A friend of her father’s had once flown in the Concorde back from New York, and said that its interior was like a padded cigar tube, but Brunovsky’s jet was remarkably spacious. It could seat fourteen passengers, but on board now were only Liz, the oligarch and Jerry Simmons, sitting by himself on a two-seater sofa near the galley in the rear. As soon as they were airborne a slim young blonde stewardess in a smart navy blue suit with the shortest skirt Liz had ever seen on a uniform offered them smoked salmon and cold Sancerre. This is the life, thought Liz, settling back in her chair, realising without any feeling of guilt that she was the only one to accept the wine.

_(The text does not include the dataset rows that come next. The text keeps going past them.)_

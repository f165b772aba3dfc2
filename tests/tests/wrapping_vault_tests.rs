
use common::setup::*;
use ledger_engine::{Classify, ErrorKind, Rad, Wad};
use wrapping_vault::{JoinError, Token, TokenError};

#[test]
fn test_token_mint_cap_and_allowances() {
    init_logger();
    let mut token = Token::new(addr(0x200), deployer(), "SIKKA");
    assert_eq!(token.symbol(), "SIKKA");

    let err = token.mint(alice(), alice(), wad(1)).expect_err("alice is not a ward");
    assert_eq!(err, TokenError::NotAuthorized);

    token.set_supply_cap(deployer(), wad(100)).expect("cap");
    token.mint(deployer(), alice(), wad(60)).expect("mint");
    let err = token.mint(deployer(), bob(), wad(41)).expect_err("over the cap");
    assert_eq!(err, TokenError::CapReached);
    assert_eq!(err.kind(), ErrorKind::Solvency);
    assert_eq!(token.total_supply(), wad(60));

    let err = token.set_supply_cap(deployer(), wad(50)).expect_err("below supply");
    assert_eq!(err, TokenError::MoreSupplyThanCap);

    let err = token
        .transfer_from(bob(), alice(), bob(), wad(10))
        .expect_err("no allowance");
    assert_eq!(err, TokenError::InsufficientAllowance);

    token.approve(alice(), bob(), wad(25));
    token.transfer_from(bob(), alice(), bob(), wad(10)).expect("within allowance");
    assert_eq!(token.allowance(&alice(), &bob()), wad(15));
    assert_eq!(token.balance_of(&bob()), wad(10));

    token.approve(alice(), bob(), Token::unlimited());
    token.transfer_from(bob(), alice(), bob(), wad(10)).expect("unlimited");
    assert_eq!(token.allowance(&alice(), &bob()), Token::unlimited());

    let err = token.transfer(bob(), alice(), wad(21)).expect_err("bob holds 20");
    assert_eq!(err, TokenError::InsufficientBalance);

    token.burn(bob(), bob(), wad(20)).expect("burn own");
    assert_eq!(token.total_supply(), wad(40));
    assert_eq!(token.balance_of(&bob()), Wad::zero());
}

#[test]
fn test_gem_join_round_trip() {
    let mut ledger = Ledger::new();
    let me = ledger.deployer;
    let ilk = ledger.ilk;
    let join = ledger.gem_join.address();

    ledger.gem.mint(me, me, wad(5)).expect("mint");
    ledger.gem.approve(me, join, wad(5));
    ledger
        .gem_join
        .join(me, &mut ledger.vat, &mut ledger.gem, me, wad(5))
        .expect("join");
    assert_eq!(ledger.vat.gem(&ilk, &me), wad(5));
    assert_eq!(ledger.gem.balance_of(&join), wad(5));
    assert_eq!(ledger.gem.balance_of(&me), Wad::zero());

    ledger
        .gem_join
        .exit(me, &mut ledger.vat, &mut ledger.gem, bob(), wad(2))
        .expect("exit");
    assert_eq!(ledger.vat.gem(&ilk, &me), wad(3));
    assert_eq!(ledger.gem.balance_of(&bob()), wad(2));
    assert_eq!(ledger.gem.balance_of(&join), wad(3));
}

#[test]
fn test_gem_join_failures_leave_both_ledgers_untouched() {
    let mut ledger = Ledger::new();
    let me = ledger.deployer;
    let ilk = ledger.ilk;

    ledger.gem.mint(me, me, wad(5)).expect("mint");
    let err = ledger
        .gem_join
        .join(me, &mut ledger.vat, &mut ledger.gem, me, wad(5))
        .expect_err("join not approved");
    assert_eq!(err.kind(), ErrorKind::Authorization);
    assert_eq!(ledger.vat.gem(&ilk, &me), Wad::zero());
    assert_eq!(ledger.gem.balance_of(&me), wad(5));

    let err = ledger
        .gem_join
        .join(alice(), &mut ledger.vat, &mut ledger.gem, alice(), wad(1))
        .expect_err("alice is not a ward");
    assert_eq!(err, JoinError::NotAuthorized("GemJoin"));

    let err = ledger
        .gem_join
        .join(me, &mut ledger.vat, &mut ledger.sikka, me, wad(1))
        .expect_err("wrong token");
    assert_eq!(err, JoinError::WrongToken("GemJoin"));
    assert_eq!(err.to_string(), "GemJoin/wrong-token");

    let err = ledger
        .gem_join
        .exit(me, &mut ledger.vat, &mut ledger.gem, me, wad(1))
        .expect_err("nothing joined yet");
    assert_eq!(err.kind(), ErrorKind::Solvency);
}

#[test]
fn test_caged_gem_join_still_exits() {
    let mut ledger = Ledger::new();
    let me = ledger.deployer;
    let join = ledger.gem_join.address();

    ledger.gem.mint(me, me, wad(5)).expect("mint");
    ledger.gem.approve(me, join, Token::unlimited());
    ledger
        .gem_join
        .join(me, &mut ledger.vat, &mut ledger.gem, me, wad(3))
        .expect("join");

    ledger.gem_join.cage(me).expect("cage");
    let err = ledger
        .gem_join
        .join(me, &mut ledger.vat, &mut ledger.gem, me, wad(1))
        .expect_err("caged");
    assert_eq!(err, JoinError::NotLive("GemJoin"));
    assert_eq!(err.kind(), ErrorKind::Lifecycle);

    ledger
        .gem_join
        .exit(me, &mut ledger.vat, &mut ledger.gem, me, wad(3))
        .expect("exit after cage");
    assert_eq!(ledger.gem.balance_of(&me), wad(5));
}

#[test]
fn test_sikka_join_round_trip() {
    let mut ledger = Ledger::new();
    let me = ledger.deployer;
    let join = ledger.sikka_join.address();
    ledger.vat.suck(me, addr(0xdead), me, rad(10)).expect("suck");

    let err = ledger
        .sikka_join
        .exit(me, &mut ledger.vat, &mut ledger.sikka, alice(), wad(10))
        .expect_err("the join may not move our sikka yet");
    assert_eq!(err.kind(), ErrorKind::Authorization);
    assert_eq!(ledger.sikka.total_supply(), Wad::zero());

    ledger.vat.hope(me, join);
    ledger
        .sikka_join
        .exit(me, &mut ledger.vat, &mut ledger.sikka, alice(), wad(10))
        .expect("exit");
    assert_eq!(ledger.sikka.balance_of(&alice()), wad(10));
    assert_eq!(ledger.vat.sikka(&me), Rad::zero());
    assert_eq!(ledger.vat.sikka(&join), rad(10));

    ledger.sikka_join.rely(me, alice()).expect("rely");
    ledger.sikka.approve(alice(), join, wad(4));
    ledger
        .sikka_join
        .join(alice(), &mut ledger.vat, &mut ledger.sikka, alice(), wad(4))
        .expect("join");
    assert_eq!(ledger.vat.sikka(&alice()), rad(4));
    assert_eq!(ledger.vat.sikka(&join), rad(6));
    assert_eq!(ledger.sikka.total_supply(), wad(6));
}

#[test]
fn test_sikka_exit_respects_supply_cap() {
    let mut ledger = Ledger::new();
    let me = ledger.deployer;
    ledger.vat.suck(me, addr(0xdead), me, rad(10)).expect("suck");
    ledger.vat.hope(me, ledger.sikka_join.address());
    ledger.sikka.set_supply_cap(me, wad(5)).expect("cap");

    let err = ledger
        .sikka_join
        .exit(me, &mut ledger.vat, &mut ledger.sikka, alice(), wad(10))
        .expect_err("cap is 5");
    assert_eq!(err, JoinError::Token(TokenError::CapReached));
    assert_eq!(ledger.vat.sikka(&me), rad(10));

    ledger
        .sikka_join
        .exit(me, &mut ledger.vat, &mut ledger.sikka, alice(), wad(5))
        .expect("at the cap");
    assert_eq!(ledger.sikka.total_supply(), wad(5));
}
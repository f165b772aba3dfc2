use crate::types::Address;
use serde::{Deserialize, Serialize};
use std::collections::BTreeSet;

/// The set of addresses allowed to call a component's privileged operations.
#[derive(Debug, Clone, Default, PartialEq, Eq, Serialize, Deserialize)]
pub struct Wards(BTreeSet<Address>);

impl Wards {
    /// A ward set whose only member is the deployer.
    pub fn with(deployer: Address) -> Self {
        let mut wards = BTreeSet::new();
        wards.insert(deployer);
        Self(wards)
    }

    pub fn is_ward(&self, usr: &Address) -> bool {
        self.0.contains(usr)
    }

    pub fn rely(&mut self, usr: Address) {
        self.0.insert(usr);
    }

    pub fn deny(&mut self, usr: &Address) {
        self.0.remove(usr);
    }

    pub fn iter(&self) -> impl Iterator<Item = &Address> {
        self.0.iter()
    }

    pub fn len(&self) -> usize {
        self.0.len()
    }

    pub fn is_empty(&self) -> bool {
        self.0.is_empty()
    }
}

/// Returns early with the given error unless the condition holds.
#[macro_export]
macro_rules! require {
    ($cond:expr, $err:expr $(,)?) => {
        if !($cond) {
            return Err($err.into());
        }
    };
}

Sitting up front, alone with Brunovsky, she was wondering how much if anything she should tell him about Peggy’s recent discoveries. But she hesitated. She didn’t see it as any part of her job to tell Brunovsky that all his pals were crooks. He might well be aware of it already and he wouldn’t thank her for pointing it out. Tutti, for example. It was remarkable that Brunovsky had not even mentioned his supposed suicide. He might well know more about Harry Forbes than she did, and if that club was where he had met Monica, he must have a pretty good idea already of what sort of a girl she was.
As for Greta Darnshof, Liz determined to find out how much Brunovsky knew about her mysteriously funded magazine. She was about to raise the topic when Brunovsky finished his lunch, unbuckled his seat belt and stood up. He pointed towards the cockpit. “Excuse me, Jane, I must leave you for a little while. Monica hates flying, and when we travel together I have to sit and hold her hand. Now I have the rare opportunity to keep my pilot skills sharp. Hopefully, you won’t know if it’s me or the regular pilot who lands the plane.” He laughed and moved towards the nose of the plane.